Muhammad Ali. Michael Jordan. David Beckham. Throughout history there are men whose fame exceeds their sport, and who go on to become icons in their own right. If there is one thing this documentary does, it confirms Ayrton Senna’s iconic status. Why should you spend two and a half hours watching a tribute to a racing driver? Two reasons. The story is so gripping and exciting that it would take a very talented scriptwriter to match it, and the film is a study of the man as much as it his profession. You watch him grow and change in front of your eyes, and that is something special.

The film is crafted in such a way that offers up something for everyone. You can come into this knowing nothing about Senna and be educated, or you can enter as a lifelong fan and get a sense of context and nostalgia. The film is paced to perfection; it never feels rushed and no section overstays its welcome. You are guided through his beginnings in karting, and his various phases at Toleman, Lotus, McLaren and finally Williams. You meet his arch-rival, Alain Prost, a man so cleverly evil you are sure he should be British and played by Alan Rickman, and this relationship forms the basis of many confrontations. As you watch the man’s life unfold in front of you, you can clearly see changes taking place – an early excitement crushed, wonderment being replaced by determination, and finally a deep unhappiness. This is brought about by an exceptional choice of the clips shown. Formula 1 has always been well documented, and the filmmakers had available to them over 5000 hours of footage. They could have easily cut together a film from the famous clips that would have been acceptable for fans. That they didn’t just do this and instead combed through to find the perfect accompaniments for his narrative is what elevates this film to greatness.

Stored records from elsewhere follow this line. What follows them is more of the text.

use chrono::{DateTime, Utc};
use std::f64::consts::TAU;
use thiserror::Error;

use crate::earth::InertialFrame;
use crate::orbit::{AnomalyType, OrbitalElements, EARTH_MU};

const SECONDS_PER_DAY: f64 = 86_400.0;

#[derive(Debug, Error)]
pub enum TleError {
    #[error("invalid tle format")]
    InvalidFormat,
    #[error("invalid tle: {0}")]
    Tle(#[from] sgp4::TleError),
    #[error("tle mean motion must be positive, got {0} rev/day")]
    MeanMotion(f64),
}

/// The lines of one element set, borrowed from the input text.
#[derive(Debug, Clone, Copy, PartialEq, Eq)]
pub struct TleLines<'a> {
    pub name: Option<&'a str>,
    pub line1: &'a str,
    pub line2: &'a str,
}

/// Splits a two- or three-line element set, ignoring blank lines and
/// surrounding whitespace. Data lines must carry their line numbers.
pub fn parse_tle_lines(tle: &str) -> Result<TleLines<'_>, TleError> {
    let mut lines = tle.lines().map(str::trim).filter(|l| !l.is_empty());
    let parsed = match (lines.next(), lines.next(), lines.next(), lines.next()) {
        (Some(line1), Some(line2), None, None) => TleLines {
            name: None,
            line1,
            line2,
        },
        (Some(name), Some(line1), Some(line2), None) => TleLines {
            name: Some(name.strip_prefix("0 ").unwrap_or(name)),
            line1,
            line2,
        },
        _ => return Err(TleError::InvalidFormat),
    };

    if !parsed.line1.starts_with("1 ") || !parsed.line2.starts_with("2 ") {
        return Err(TleError::InvalidFormat);
    }
    Ok(parsed)
}

impl OrbitalElements {
    /// Builds elements from a TLE.
    ///
    /// TLE elements are SGP4 mean elements in TEME; here they are taken as
    /// osculating Keplerian elements, and the semi-major axis is recovered
    /// from the mean motion with Kepler's third law.
    pub fn from_tle(tle: &str) -> Result<Self, TleError> {
        let lines = parse_tle_lines(tle)?;
        let elements = sgp4::Elements::from_tle(
            lines.name.map(str::to_owned),
            lines.line1.as_bytes(),
            lines.line2.as_bytes(),
        )?;

        if elements.mean_motion <= 0.0 {
            return Err(TleError::MeanMotion(elements.mean_motion));
        }
        let mean_motion_rad_s = elements.mean_motion * TAU / SECONDS_PER_DAY;
        let semi_major_axis = (EARTH_MU / (mean_motion_rad_s * mean_motion_rad_s)).cbrt();
        let epoch: DateTime<Utc> = elements.datetime.and_utc();

        log::debug!(
            "TLE {} (NORAD {}) epoch {}: a = {:.0} m",
            elements.object_name.as_deref().unwrap_or("unnamed"),
            elements.norad_id,
            epoch,
            semi_major_axis
        );

        Ok(Self {
            semi_major_axis,
            eccentricity: elements.eccentricity,
            inclination: elements.inclination.to_radians(),
            argument_of_perigee: elements.argument_of_perigee.to_radians(),
            right_ascension: elements.right_ascension.to_radians(),
            anomaly: elements.mean_anomaly.to_radians(),
            anomaly_type: AnomalyType::Mean,
            epoch,
            frame: InertialFrame::Teme,
            mu: EARTH_MU,
        })
    }
}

While the runtime may seem lengthy, it goes by quickly in a blur of emotion. It is an easy film to invest in, and you experience a wide range of feelings, from elation to crushing disappointment. Being in the cockpit on the last few turns at Imola, knowing what is about to happen, is truly harrowing. As a driver, he ranks amongst the greatest ever. As an icon, he carried the dreams of Brazil. As a film, Senna is sensational.